(YOUR ASSIGNMENT) Each entry, in full: copy it out exactly.

(Collected data entries)

use crate::error::PathValueError;
use serde::{Deserialize, Serialize, Serializer};
use std::cmp::Ordering;
use std::fmt;

pub const COL_HOUR: &str = "h";
pub const COL_NODE: &str = "n";
pub const COL_RHO: &str = "rho";
pub const COL_GAMMA: &str = "gamma";
pub const COL_VALUE: &str = "v";
pub const COL_DF: &str = "df";

/// Input fields every raw table must carry, in reporting order.
pub const REQUIRED_COLUMNS: [&str; 6] = [COL_HOUR, COL_NODE, COL_RHO, COL_GAMMA, COL_VALUE, COL_DF];

pub const DEFAULT_NODE_I: &str = "LGD_LANGFORD";
pub const DEFAULT_NODE_J: &str = "TRSES_UNIT6";

/// Ordered pair of nodes; `node_i -> node_j` is the forward path.
#[derive(Debug, Clone, PartialEq, Eq, Serialize)]
pub struct NodePair {
    pub node_i: String,
    pub node_j: String,
}

impl NodePair {
    pub fn new(node_i: impl Into<String>, node_j: impl Into<String>) -> Result<Self, PathValueError> {
        let node_i = node_i.into();
        let node_j = node_j.into();
        if node_i == node_j {
            return Err(PathValueError::SameNode(node_i));
        }
        Ok(Self { node_i, node_j })
    }

    pub fn forward_label(&self) -> String {
        path_label(&self.node_i, &self.node_j)
    }

    pub fn reverse_label(&self) -> String {
        path_label(&self.node_j, &self.node_i)
    }

    pub fn contains(&self, node: &str) -> bool {
        self.node_i == node || self.node_j == node
    }
}

impl Default for NodePair {
    fn default() -> Self {
        Self {
            node_i: DEFAULT_NODE_I.to_string(),
            node_j: DEFAULT_NODE_J.to_string(),
        }
    }
}

/// Renders a directional path as `(A, B)`.
pub fn path_label(from: &str, to: &str) -> String {
    format!("({}, {})", from, to)
}

/// Hour identifier. Totally ordered so it can key ordered maps; integral
/// hours render without a fractional part.
#[derive(Debug, Clone, Copy)]
pub struct Hour(pub f64);

impl PartialEq for Hour {
    fn eq(&self, other: &Self) -> bool {
        self.cmp(other) == Ordering::Equal
    }
}

impl Eq for Hour {}

impl PartialOrd for Hour {
    fn partial_cmp(&self, other: &Self) -> Option<Ordering> {
        Some(self.cmp(other))
    }
}

impl Ord for Hour {
    fn cmp(&self, other: &Self) -> Ordering {
        // 0.0 and -0.0 are the same hour
        (self.0 + 0.0).total_cmp(&(other.0 + 0.0))
    }
}

impl Hour {
    fn as_integral(&self) -> Option<i64> {
        let in_range = self.0.abs() < 9.0e15;
        (self.0.is_finite() && in_range && self.0.fract() == 0.0).then(|| self.0 as i64)
    }
}

impl fmt::Display for Hour {
    fn fmt(&self, f: &mut fmt::Formatter<'_>) -> fmt::Result {
        match self.as_integral() {
            Some(hour) => write!(f, "{}", hour),
            None => write!(f, "{}", self.0),
        }
    }
}

impl Serialize for Hour {
    fn serialize<S: Serializer>(&self, serializer: S) -> Result<S::Ok, S::Error> {
        match self.as_integral() {
            Some(hour) => serializer.serialize_i64(hour),
            None => serializer.serialize_f64(self.0),
        }
    }
}

/// One usable input row after numeric coercion and missing-data filtering.
#[derive(Debug, Clone, PartialEq)]
pub struct RawRecord {
    pub h: f64,
    pub n: String,
    pub rho: String,
    pub gamma: String,
    pub v: f64,
    pub df: f64,
}

impl RawRecord {
    pub fn new(h: f64, n: &str, rho: &str, gamma: &str, v: f64, df: f64) -> Self {
        Self {
            h,
            n: n.to_string(),
            rho: rho.to_string(),
            gamma: gamma.to_string(),
            v,
            df,
        }
    }
}

/// Scenario bucket within an hour.
pub type ScenarioKey = (Hour, String, String);

#[derive(Debug, Clone, PartialEq, Serialize)]
pub struct HourlyPathValue {
    pub h: Hour,
    pub path: String,
    pub v_hourly: f64,
}

/// Hourly values for both directions of a path, sorted by `(h, path)`.
#[derive(Debug, Clone, PartialEq, Default)]
pub struct HourlyTable {
    rows: Vec<HourlyPathValue>,
}

impl HourlyTable {
    /// Sorts on construction so every table honours the output ordering.
    pub fn new(mut rows: Vec<HourlyPathValue>) -> Self {
        rows.sort_by(|a, b| a.h.cmp(&b.h).then_with(|| a.path.cmp(&b.path)));
        Self { rows }
    }

    pub fn rows(&self) -> &[HourlyPathValue] {
        &self.rows
    }

    pub fn len(&self) -> usize {
        self.rows.len()
    }

    pub fn is_empty(&self) -> bool {
        self.rows.is_empty()
    }

    /// Values for one path label, in hour order.
    pub fn series(&self, path: &str) -> Vec<(Hour, f64)> {
        self.rows
            .iter()
            .filter(|row| row.path == path)
            .map(|row| (row.h, row.v_hourly))
            .collect()
    }
}

#[derive(Debug, Clone, PartialEq, Serialize, Deserialize)]
pub struct PathTotals {
    pub path: String,
    pub vobl: f64, // obligation: algebraic sum
    pub vopt: f64, // option: sum floored at zero per hour
}

/// Row accounting for the missing-data policy.
#[derive(Debug, Clone, Copy, Default, PartialEq, Eq, Serialize)]
pub struct LoadStats {
    pub total_rows: usize,
    pub other_node_rows: usize,
    pub incomplete_rows: usize,
    pub usable_rows: usize,
}

#[derive(Debug, Clone, Copy, PartialEq, Eq, Default)]
pub enum TotalsFormat {
    #[default]
    Text,
    Json,
}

(REPLY TO THE EXERCISE)
use crate::error::PathValueError;
use serde::{Deserialize, Serialize, Serializer};
use std::cmp::Ordering;
use std::fmt;

pub const COL_HOUR: &str = "h";
pub const COL_NODE: &str = "n";
pub const COL_RHO: &str = "rho";
pub const COL_GAMMA: &str = "gamma";
pub const COL_VALUE: &str = "v";
pub const COL_DF: &str = "df";

/// Input fields every raw table must carry, in reporting order.
pub const REQUIRED_COLUMNS: [&str; 6] = [COL_HOUR, COL_NODE, COL_RHO, COL_GAMMA, COL_VALUE, COL_DF];

pub const DEFAULT_NODE_I: &str = "LGD_LANGFORD";
pub const DEFAULT_NODE_J: &str = "TRSES_UNIT6";

/// Ordered pair of nodes; `node_i -> node_j` is the forward path.
#[derive(Debug, Clone, PartialEq, Eq, Serialize)]
pub struct NodePair {
    pub node_i: String,
    pub node_j: String,
}

impl NodePair {
    pub fn new(node_i: impl Into<String>, node_j: impl Into<String>) -> Result<Self, PathValueError> {
        let node_i = node_i.into();
        let node_j = node_j.into();
        if node_i == node_j {
            return Err(PathValueError::SameNode(node_i));
        }
        Ok(Self { node_i, node_j })
    }

    pub fn forward_label(&self) -> String {
        path_label(&self.node_i, &self.node_j)
    }

    pub fn reverse_label(&self) -> String {
        path_label(&self.node_j, &self.node_i)
    }

    pub fn contains(&self, node: &str) -> bool {
        self.node_i == node || self.node_j == node
    }
}

impl Default for NodePair {
    fn default() -> Self {
        Self {
            node_i: DEFAULT_NODE_I.to_string(),
            node_j: DEFAULT_NODE_J.to_string(),
        }
    }
}

/// Renders a directional path as `(A, B)`.
pub fn path_label(from: &str, to: &str) -> String {
    format!("({}, {})", from, to)
}

/// Hour identifier. Totally ordered so it can key ordered maps; integral
/// hours render without a fractional part.
#[derive(Debug, Clone, Copy)]
pub struct Hour(pub f64);

impl PartialEq for Hour {
    fn eq(&self, other: &Self) -> bool {
        self.cmp(other) == Ordering::Equal
    }
}

impl Eq for Hour {}

impl PartialOrd for Hour {
    fn partial_cmp(&self, other: &Self) -> Option<Ordering> {
        Some(self.cmp(other))
    }
}

impl Ord for Hour {
    fn cmp(&self, other: &Self) -> Ordering {
        // 0.0 and -0.0 are the same hour
        (self.0 + 0.0).total_cmp(&(other.0 + 0.0))
    }
}

impl Hour {
    fn as_integral(&self) -> Option<i64> {
        let in_range = self.0.abs() < 9.0e15;
        (self.0.is_finite() && in_range && self.0.fract() == 0.0).then(|| self.0 as i64)
    }
}

impl fmt::Display for Hour {
    fn fmt(&self, f: &mut fmt::Formatter<'_>) -> fmt::Result {
        match self.as_integral() {
            Some(hour) => write!(f, "{}", hour),
            None => write!(f, "{}", self.0),
        }
    }
}

impl Serialize for Hour {
    fn serialize<S: Serializer>(&self, serializer: S) -> Result<S::Ok, S::Error> {
        match self.as_integral() {
            Some(hour) => serializer.serialize_i64(hour),
            None => serializer.serialize_f64(self.0),
        }
    }
}

/// One usable input row after numeric coercion and missing-data filtering.
#[derive(Debug, Clone, PartialEq)]
pub struct RawRecord {
    pub h: f64,
    pub n: String,
    pub rho: String,
    pub gamma: String,
    pub v: f64,
    pub df: f64,
}

impl RawRecord {
    pub fn new(h: f64, n: &str, rho: &str, gamma: &str, v: f64, df: f64) -> Self {
        Self {
            h,
            n: n.to_string(),
            rho: rho.to_string(),
            gamma: gamma.to_string(),
            v,
            df,
        }
    }
}

/// Scenario bucket within an hour.
pub type ScenarioKey = (Hour, String, String);

#[derive(Debug, Clone, PartialEq, Serialize)]
pub struct HourlyPathValue {
    pub h: Hour,
    pub path: String,
    pub v_hourly: f64,
}

/// Hourly values for both directions of a path, sorted by `(h, path)`.
#[derive(Debug, Clone, PartialEq, Default)]
pub struct HourlyTable {
    rows: Vec<HourlyPathValue>,
}

impl HourlyTable {
    /// Sorts on construction so every table honours the output ordering.
    pub fn new(mut rows: Vec<HourlyPathValue>) -> Self {
        rows.sort_by(|a, b| a.h.cmp(&b.h).then_with(|| a.path.cmp(&b.path)));
        Self { rows }
    }

    pub fn rows(&self) -> &[HourlyPathValue] {
        &self.rows
    }

    pub fn len(&self) -> usize {
        self.rows.len()
    }

    pub fn is_empty(&self) -> bool {
        self.rows.is_empty()
    }

    /// Values for one path label, in hour order.
    pub fn series(&self, path: &str) -> Vec<(Hour, f64)> {
        self.rows
            .iter()
            .filter(|row| row.path == path)
            .map(|row| (row.h, row.v_hourly))
            .collect()
    }
}

#[derive(Debug, Clone, PartialEq, Serialize, Deserialize)]
pub struct PathTotals {
    pub path: String,
    pub vobl: f64, // obligation: algebraic sum
    pub vopt: f64, // option: sum floored at zero per hour
}

/// Row accounting for the missing-data policy.
#[derive(Debug, Clone, Copy, Default, PartialEq, Eq, Serialize)]
pub struct LoadStats {
    pub total_rows: usize,
    pub other_node_rows: usize,
    pub incomplete_rows: usize,
    pub usable_rows: usize,
}

#[derive(Debug, Clone, Copy, PartialEq, Eq, Default)]
pub enum TotalsFormat {
    #[default]
    Text,
    Json,
}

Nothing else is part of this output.